The patients were randomised on a 3:2 basis to receive an ART regimen based on either dolutegravir (50mg twice daily for at least 24 weeks, then 50mg once daily) (n = 69) or efavirenz (600mg once daily)(n = 44). Participants who received dolutegravir switched to once-daily dosing at least two weeks after completing TB treatment to leave sufficient time for the induction effect of rifampicin to cease.
In this 24-week interim analysis, the investigators analysed the proportion of people with viral suppression and the safety of the two ART regimens, including the proportion of people experiencing immune reconstitution inflammatory syndrome (IRIS).
Median baseline CD4 cell count and viral load were broadly comparable between the two study arms (5.1 log10 copies/ml and 208 cells/mm3 in the dolutegravir arm and 5.24 log10 copies/ml and 202 cells/mm3 in the efavirenz arm). The majority (60%) of people were men and approximately two-thirds of participants were African.
After 24 weeks of follow-up, viral load was undetectable in 81% of participants randomised to dolutegravir-based therapy and 89% of those receiving efavirenz-based ART. The lower rate of virological response in the dolutegravir arm was due to five discontinuations unrelated to therapy, loss to follow-up and protocol deviations, and four cases in which viral load had fallen below 400 copies at week 24 but had not fallen below 50 copies/ml. In each of these cases viral load fell below 50 copies during further follow-up.
CD4 cell increases were comparable between the two regimens (median increase from baseline 146 cells/mm3 for dolutegravir vs 93 cells/mm3 for efavirenz).

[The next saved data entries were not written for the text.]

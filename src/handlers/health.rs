use axum::{http::StatusCode, response::IntoResponse, Json};
use serde_json::json;

/// Liveness probe
pub async fn health_check() -> impl IntoResponse {
    (
        StatusCode::OK,
        Json(json!({
            "status": "ok",
            "service": "prospect-pricing",
            "version": env!("CARGO_PKG_VERSION"),
        })),
    )
}

/// Readiness probe
pub async fn readiness_check() -> impl IntoResponse {
    (StatusCode::OK, Json(json!({ "status": "ready" })))
}
use crate::{models::quote::SessionView, session::SessionContext};
use axum::{Extension, Json};

/// Handle `GET /api/session`
pub async fn session_info(Extension(session): Extension<SessionContext>) -> Json<SessionView> {
    Json(SessionView {
        balance_display: session.balance.to_string(),
        account: session.account,
        role: session.role,
        balance: session.balance,
        locale: session.locale,
    })
}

Only two people, both of whom were in the efavirenz arm, stopped treatment because of adverse events. There were no discontinuations due to liver-related side-effects.
The overall TB-IRIS rate was low (6% for dolutegravir vs 9% for efavirenz) and there were no treatment discontinuations due to TB-IRIS.
The study is continuing, but on the basis of these interim results, the investigators conclude that dolutegravir 50mg twice daily is effective and well tolerated in HIV-positive people who are receiving rifampicin-based TB therapy. “Rates of IRIS were low,” comment the researchers. “There were no new toxicity signals for dolutegravir and no discontinuations due to liver events. These data support the use of dolutegravir-based regimens in HIV/TB co-infection.”